Anyway, the Joe Show started on Friday around four o'clock. The MCSO had three huge wagons positioned in the empty parking lot at 32nd Street and Thomas Road, so as to block any view from the street. Yellow cop tape kept demonstrators from both pro and anti-Joe groups at bay. However, anti-Joe forces made themselves heard by shouting at Joe from the nearby sidewalk. One guy with a bullhorn kept yelling, "This is state sponsored terrorism," and addressing Joe by saying, "Hey, Joe, I'm talking to you, man!" Joe was pretty flustered by this, and ended up cutting off reporters questions a little early because he couldn't hear the journos and vice versa.

Initially, I was blocked from entering the area where the press conference was taking place. Some plainclothes goon told me, "You're not welcome here." I asked to speak to his supervisor and yelled at Joe, whom I could see yards away, "Why won't you let me in, Joe?" The MCSO eventually let me in, but I'm guessing that's 'cause they didn't want to risk the possibility that my ejection might get reported on by one of the other news hounds present.

Once it got started, one of the TV people beat me to the punch, asking about Joe pulling this stunt on Good Friday. Arpaio, of course, was unapologetic.

"I don't know if we should bring religion into a political or law enforcement operation," said Joe, inadvertently admitting this was a "political" operation. "I don't think that's right to do that. We work every day of the week. Doesn't matter what day it is. We planned this a while back, and I'm not going to abort this operation because some people may be concerned that it's a Good Friday."

The reporter, whose name I didn't catch, followed up, pressing that the Good Friday round-up in the central Phoenix neighborhood showed a lack of sensitivity.

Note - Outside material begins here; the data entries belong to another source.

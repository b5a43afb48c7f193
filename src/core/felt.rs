//! Field Element Wrapper
//!
//! Bounded-width integer type shared by the hash/signature primitives and
//! the on-chain representation. Wraps the Stark prime field element so the
//! rest of the crate never touches the chain SDK's types directly.

use std::fmt;

use num_bigint::BigUint;
use serde::{Deserialize, Deserializer, Serialize, Serializer};
use starknet_crypto::Felt;
use thiserror::Error;

/// Bit width of a single hash-primitive input limb.
///
/// The on-chain hash only accepts bounded-width inputs, so values wider
/// than this (e.g. public keys) are split into limbs before hashing.
pub const LIMB_BITS: u32 = 250;

/// Errors produced while parsing or converting field values.
#[derive(Debug, Error)]
pub enum EncodingError {
    /// Input was not a valid hex-encoded field element.
    #[error("malformed field element: {0}")]
    MalformedHex(String),
    /// Input bytes do not fit the field.
    #[error("value out of field range")]
    OutOfRange,
}

/// A Stark prime field element.
///
/// Canonical wire and storage representation is a `0x`-prefixed hex string.
#[derive(Clone, Copy, Debug, PartialEq, Eq, Hash)]
pub struct FieldElement(Felt);

impl Default for FieldElement {
    fn default() -> Self {
        Self::ZERO
    }
}

impl FieldElement {
    /// The additive identity.
    pub const ZERO: FieldElement = FieldElement(Felt::ZERO);

    /// The multiplicative identity.
    pub const ONE: FieldElement = FieldElement(Felt::ONE);

    /// Parse from a `0x`-prefixed (or bare) hex string.
    pub fn from_hex(s: &str) -> Result<Self, EncodingError> {
        Felt::from_hex(s)
            .map(Self)
            .map_err(|_| EncodingError::MalformedHex(s.to_string()))
    }

    /// Construct from big-endian bytes, reducing modulo the field prime.
    pub fn from_bytes_be(bytes: &[u8; 32]) -> Self {
        Self(Felt::from_bytes_be(bytes))
    }

    /// Big-endian byte representation (32 bytes).
    pub fn to_bytes_be(&self) -> [u8; 32] {
        self.0.to_bytes_be()
    }

    /// Hex string with `0x` prefix.
    pub fn to_hex(&self) -> String {
        self.0.to_hex_string()
    }

    /// Access the underlying chain SDK element.
    ///
    /// Only `core/` should need this; everything above works on
    /// `FieldElement`.
    pub(crate) fn inner(&self) -> &Felt {
        &self.0
    }

    /// Wrap a chain SDK element.
    pub(crate) fn from_inner(felt: Felt) -> Self {
        Self(felt)
    }

    /// Split into three limbs of at most [`LIMB_BITS`] bits each,
    /// little-endian limb order (limb 0 holds the lowest bits).
    pub fn split_limbs(&self) -> [FieldElement; 3] {
        let value = self.0.to_biguint();
        let mask = (BigUint::from(1u8) << LIMB_BITS) - BigUint::from(1u8);

        let limb0 = &value & &mask;
        let rem = &value >> LIMB_BITS;
        let limb1 = &rem & &mask;
        let limb2 = &rem >> LIMB_BITS;

        [
            Self::from_biguint(&limb0),
            Self::from_biguint(&limb1),
            Self::from_biguint(&limb2),
        ]
    }

    fn from_biguint(value: &BigUint) -> Self {
        Self(Felt::from_bytes_be_slice(&value.to_bytes_be()))
    }
}

impl From<u64> for FieldElement {
    fn from(value: u64) -> Self {
        Self(Felt::from(value))
    }
}

impl From<bool> for FieldElement {
    fn from(value: bool) -> Self {
        if value {
            Self::ONE
        } else {
            Self::ZERO
        }
    }
}

impl fmt::Display for FieldElement {
    fn fmt(&self, f: &mut fmt::Formatter<'_>) -> fmt::Result {
        write!(f, "{}", self.0.to_hex_string())
    }
}

impl Serialize for FieldElement {
    fn serialize<S: Serializer>(&self, serializer: S) -> Result<S::Ok, S::Error> {
        serializer.serialize_str(&self.to_hex())
    }
}

impl<'de> Deserialize<'de> for FieldElement {
    fn deserialize<D: Deserializer<'de>>(deserializer: D) -> Result<Self, D::Error> {
        let s = String::deserialize(deserializer)?;
        FieldElement::from_hex(&s).map_err(serde::de::Error::custom)
    }
}

// =============================================================================
// TESTS
// =============================================================================
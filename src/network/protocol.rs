//! Protocol Messages
//!
//! Typed, versioned wire schema for the peer channel. All payloads are
//! tagged serde enums serialized as JSON; malformed or wrong-version
//! envelopes are dropped by the session with a log line, never a crash.

use serde::{Deserialize, Serialize};
use thiserror::Error;

use crate::core::signature::IdentityProof;
use crate::ledger::checkpoint::{Checkpoint, SignedTurn};

/// Wire schema version carried by every envelope.
pub const PROTOCOL_VERSION: u32 = 1;

/// Wire decoding failures.
#[derive(Debug, Error)]
pub enum ProtocolError {
    /// Envelope carried an unsupported version.
    #[error("unsupported protocol version {0}")]
    Version(u32),
    /// Payload did not parse as a known message.
    #[error("malformed message: {0}")]
    Malformed(String),
}

/// Checkpoint plus the turns above it — the full shareable channel state.
#[derive(Clone, Debug, Serialize, Deserialize)]
pub struct SyncPayload {
    /// The sender's checkpoint (adopted or pending).
    pub checkpoint: Checkpoint,
    /// Turns at or above the checkpoint's turn number.
    #[serde(default)]
    pub turns: Vec<SignedTurn>,
}

/// Messages exchanged between the two peers.
#[derive(Clone, Debug, Serialize, Deserialize)]
#[serde(tag = "type", rename_all = "snake_case")]
pub enum NetMessage {
    /// Identity proof, sent on peer join.
    Id(IdentityProof),
    /// Checkpoint (+ turns) for reconciliation.
    Sync(SyncPayload),
    /// A single signed turn.
    Turn(SignedTurn),
    /// Request the peer's full state.
    SyncRequest,
    /// Sync completion handshake carrying the sender's current turn.
    SyncOk {
        /// The sender's replayed head turn number.
        turn: u64,
    },
}

/// Versioned envelope around every message.
#[derive(Clone, Debug, Serialize, Deserialize)]
pub struct Envelope {
    /// Protocol version, [`PROTOCOL_VERSION`].
    pub v: u32,
    /// The payload.
    #[serde(flatten)]
    pub message: NetMessage,
}

impl Envelope {
    /// Wrap a message in a current-version envelope.
    pub fn new(message: NetMessage) -> Self {
        Self {
            v: PROTOCOL_VERSION,
            message,
        }
    }

    /// Serialize to wire bytes (JSON).
    pub fn to_bytes(&self) -> Result<Vec<u8>, ProtocolError> {
        serde_json::to_vec(self).map_err(|e| ProtocolError::Malformed(e.to_string()))
    }

    /// Parse wire bytes, rejecting unknown versions.
    pub fn from_bytes(bytes: &[u8]) -> Result<NetMessage, ProtocolError> {
        let envelope: Envelope =
            serde_json::from_slice(bytes).map_err(|e| ProtocolError::Malformed(e.to_string()))?;
        if envelope.v != PROTOCOL_VERSION {
            return Err(ProtocolError::Version(envelope.v));
        }
        Ok(envelope.message)
    }
}

// =============================================================================
// TESTS
// =============================================================================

"See, I'm sensitive to the people who live here," claimed Joe. "If we can save one person tonight on a violent crime or any crime, I think that's important. It doesn't matter what day of the week that it is. Or whether it's a religious holiday. But I don't think we should bring religion into a law-enforcement operation. Into a political operation. There is a separation of church and government, so I don't, uh, -- but they have a right to do what they're doing [sic]. This is a free country. And I'm going to enforce the law, we do it 7 days a week."

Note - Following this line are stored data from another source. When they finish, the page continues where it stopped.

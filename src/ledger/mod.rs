//! Checkpoint + Turn Ledger
//!
//! Owns the adopted checkpoint, the gap-free turn list above it, and the
//! replayed current state. Every accepted artifact is persisted before it
//! touches in-memory state (write-ahead discipline), so a crash never
//! loses an accepted turn.
//!
//! The ledger is mechanical: it checks sequence and reachability, never
//! signatures. Trust decisions (who signed what) belong to the session.

pub mod checkpoint;
pub mod store;

use thiserror::Error;
use tracing::{debug, warn};

use crate::core::felt::FieldElement;
use crate::core::signature::KeyPair;
use crate::game::input::PlayerIndex;
use crate::game::state::GameState;
use crate::game::tick::transition;

pub use checkpoint::{Checkpoint, SignedTurn};
pub use store::{room_storage_key, KvStore, MemoryStore, StoreError, StoredGame};

/// Ledger failures.
#[derive(Debug, Error)]
pub enum LedgerError {
    /// A turn arrived beyond the next expected sequence number.
    #[error("non-sequential turn {got}, expected {expected}")]
    NonSequentialTurn {
        /// The offending turn number.
        got: u64,
        /// The next turn the ledger would accept.
        expected: u64,
    },
    /// No turn sequence reaches the requested checkpoint target exactly.
    #[error("no turn sequence reaches turn {0}")]
    UnreachableTarget(u64),
    /// The game is already decided; nothing can advance past it.
    #[error("terminal state cannot advance")]
    TerminalState,
    /// The signing primitive failed while building a checkpoint.
    #[error("checkpoint signing failed")]
    SigningFailed,
    /// The backing store failed.
    #[error(transparent)]
    Storage(#[from] StoreError),
}

/// The channel's single mutable shared structure for a session.
pub struct Ledger {
    checkpoint: Checkpoint,
    turns: Vec<SignedTurn>,
    current_state: GameState,
    store: Box<dyn KvStore>,
    storage_key: String,
}

impl Ledger {
    /// Validate what storage holds for this room.
    ///
    /// An `on_chain` checkpoint found in storage is never trusted — chain
    /// truth must be re-fetched — and an off-chain one must pass hash and
    /// full dual-signature verification or it is discarded. Stored turns
    /// that fail hash or signature checks are dropped individually.
    pub fn recover(
        store: &dyn KvStore,
        storage_key: &str,
        roster_keys: &[FieldElement; 2],
    ) -> Result<(Option<Checkpoint>, Vec<SignedTurn>), LedgerError> {
        let Some(bytes) = store.get(storage_key)? else {
            return Ok((None, Vec::new()));
        };

        let blob = match StoredGame::from_bytes(&bytes) {
            Ok(blob) => blob,
            Err(err) => {
                warn!("discarding unreadable stored game: {err}");
                return Ok((None, Vec::new()));
            }
        };

        let checkpoint = blob.checkpoint.and_then(|cp| {
            if cp.on_chain {
                warn!("discarding stored on-chain checkpoint at turn {}", cp.turn());
                return None;
            }
            if !cp.verify_hash() {
                warn!("discarding stored checkpoint with bad hash");
                return None;
            }
            if !cp.is_fully_signed(roster_keys) {
                warn!(
                    "discarding stored checkpoint at turn {} without dual signatures",
                    cp.turn()
                );
                return None;
            }
            debug!("recovered checkpoint at turn {}", cp.turn());
            Some(cp)
        });

        let mut turns: Vec<SignedTurn> = blob
            .turns
            .into_iter()
            .filter(|turn| match turn.verify(roster_keys) {
                Ok(()) => true,
                Err(err) => {
                    warn!("discarding stored turn {}: {err}", turn.turn);
                    false
                }
            })
            .collect();
        turns.sort_by_key(|t| t.turn);
        turns.dedup_by_key(|t| t.turn);

        Ok((checkpoint, turns))
    }

    /// Open a ledger from a trusted checkpoint and candidate turns.
    ///
    /// Prunes, replays and persists immediately.
    pub fn open(
        checkpoint: Checkpoint,
        turns: Vec<SignedTurn>,
        store: Box<dyn KvStore>,
        storage_key: String,
    ) -> Result<Self, LedgerError> {
        let current_state = checkpoint.data;
        let mut ledger = Self {
            checkpoint,
            turns,
            current_state,
            store,
            storage_key,
        };
        ledger.prune_and_replay();
        ledger.persist()?;
        Ok(ledger)
    }

    /// The replayed head state.
    pub fn current_state(&self) -> &GameState {
        &self.current_state
    }

    /// Turn number of the head state; also the next turn the ledger will
    /// accept.
    pub fn current_turn(&self) -> u64 {
        self.current_state.turn
    }

    /// The adopted checkpoint.
    pub fn checkpoint(&self) -> &Checkpoint {
        &self.checkpoint
    }

    /// Turns above the checkpoint, ascending and gap-free.
    pub fn turns(&self) -> &[SignedTurn] {
        &self.turns
    }

    /// Drop turns below the checkpoint and refold the transition function
    /// from the checkpoint state. Idempotent: with no new turns, a second
    /// call yields the same state.
    pub fn prune_and_replay(&mut self) {
        let floor = self.checkpoint.turn();
        self.turns.retain(|t| t.turn >= floor);
        self.turns.sort_by_key(|t| t.turn);
        self.turns.dedup_by_key(|t| t.turn);

        let mut state = self.checkpoint.data;
        let mut applied = 0usize;
        for turn in &self.turns {
            if turn.turn != state.turn {
                warn!(
                    "turn gap during replay: have {}, expected {}; dropping tail",
                    turn.turn, state.turn
                );
                break;
            }
            match transition(&state, turn.action) {
                Some(next) => {
                    state = next;
                    applied += 1;
                }
                None => {
                    warn!("turns recorded past terminal state; dropping tail");
                    break;
                }
            }
        }
        self.turns.truncate(applied);
        self.current_state = state;
    }

    /// Append the next turn.
    ///
    /// Accepted only in sequence; a stale duplicate is a silent no-op
    /// (`Ok(false)`), a gap is an error. The turn is persisted before the
    /// in-memory state advances.
    pub fn append_turn(&mut self, turn: SignedTurn) -> Result<bool, LedgerError> {
        let expected = self.current_turn();

        if turn.turn < expected {
            debug!("ignoring duplicate turn {}", turn.turn);
            return Ok(false);
        }
        if turn.turn > expected {
            return Err(LedgerError::NonSequentialTurn {
                got: turn.turn,
                expected,
            });
        }

        let next = transition(&self.current_state, turn.action)
            .ok_or(LedgerError::TerminalState)?;

        self.turns.push(turn);
        if let Err(err) = self.persist() {
            self.turns.pop();
            return Err(err);
        }
        self.current_state = next;
        Ok(true)
    }

    /// Replay up to `target` and return a new off-chain checkpoint signed
    /// by the local player only.
    pub fn build_checkpoint_at(
        &self,
        target: u64,
        keypair: &KeyPair,
        player: PlayerIndex,
    ) -> Result<Checkpoint, LedgerError> {
        if target < self.checkpoint.turn() || target > self.current_turn() {
            return Err(LedgerError::UnreachableTarget(target));
        }

        let mut state = self.checkpoint.data;
        for turn in &self.turns {
            if state.turn == target {
                break;
            }
            state = transition(&state, turn.action).ok_or(LedgerError::TerminalState)?;
        }
        if state.turn != target {
            return Err(LedgerError::UnreachableTarget(target));
        }

        Checkpoint::signed_local(state, keypair, player).map_err(|_| LedgerError::SigningFailed)
    }

    /// Adopt a checkpoint at or above the current one.
    ///
    /// Performs no signature verification — the caller owns the trust
    /// decision. Persists, prunes and replays on acceptance; returns
    /// `Ok(false)` for an older checkpoint.
    pub fn adopt_checkpoint(&mut self, new_checkpoint: Checkpoint) -> Result<bool, LedgerError> {
        if new_checkpoint.turn() < self.checkpoint.turn() {
            debug!(
                "rejecting stale checkpoint at turn {} (have {})",
                new_checkpoint.turn(),
                self.checkpoint.turn()
            );
            return Ok(false);
        }

        self.checkpoint = new_checkpoint;
        self.prune_and_replay();
        self.persist()?;
        debug!("adopted checkpoint at turn {}", self.checkpoint.turn());
        Ok(true)
    }

    fn persist(&self) -> Result<(), LedgerError> {
        let blob = StoredGame {
            checkpoint: Some(self.checkpoint.clone()),
            turns: self.turns.clone(),
        };
        self.store.put(&self.storage_key, blob.to_bytes()?)?;
        Ok(())
    }
}

// =============================================================================
// TESTS
// =============================================================================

Responding to another journo, who asked about Mayor Phil Gordon's comments criticizing the Sheriff for not informing the PHX PD about the operation, the Sheriff echoed an announcement he'd made the previous evening to the anti-immigrant hate group United for a Sovereign America, which holds its Thursday-night meetings at a VFW post in Sunnyslope.

"I'm responding to my constituents," he said. "They want something done about it. I am here, and we're going to keep coming back. In a message to the Mayor, I'll tell him right now, so we don't have any problems, come next week, we will be at 25th and Bell Road. So everybody knows that."

Twenty-fifth Street and Bell Road is the crossroads nearby where Salvador Reza's Macehualli Work Center is located. (The spot caters to day-laborers.) The members of Rusty Childress' U.S.A. group must be giddy with anticipation. They've been up there with their guns and their racist signs since the beginning of the year, and now Arpaio is finally responding to their pleas to help them close the center down. It's rumored that none other than alleged public urinator Buffalo Rick Galeener circulated an anti-Macehualli petition recently, scoring a handful of businesspeople to sign off on a request to Joe to send patrols to the area.

I asked Joe why he had spoken to the members of a known hate group on the night before this press conference, one that has accepted neo-Nazis and other racists into its ranks, like skinheads and members of the White Knights of America.

"You mean at the VFW [post in Sunnyslope]?" he asked.

"They're at the VFW because they have their Thursday night meetings there," I told him, referring to U.S.A.

"Who are you with?" asked Joe -- one of his favorite lines. "Identify yourself."

"You know who I'm with, the New Times," I shot back.

"The New Times?" he asked quizzically.

"Yeah, ask Mr. Chagolla, he let me in," I told him. Paul Chagolla is one of Joe's army of flacks.

"He let you in because I asked him to let you in," he informed me, gruffly.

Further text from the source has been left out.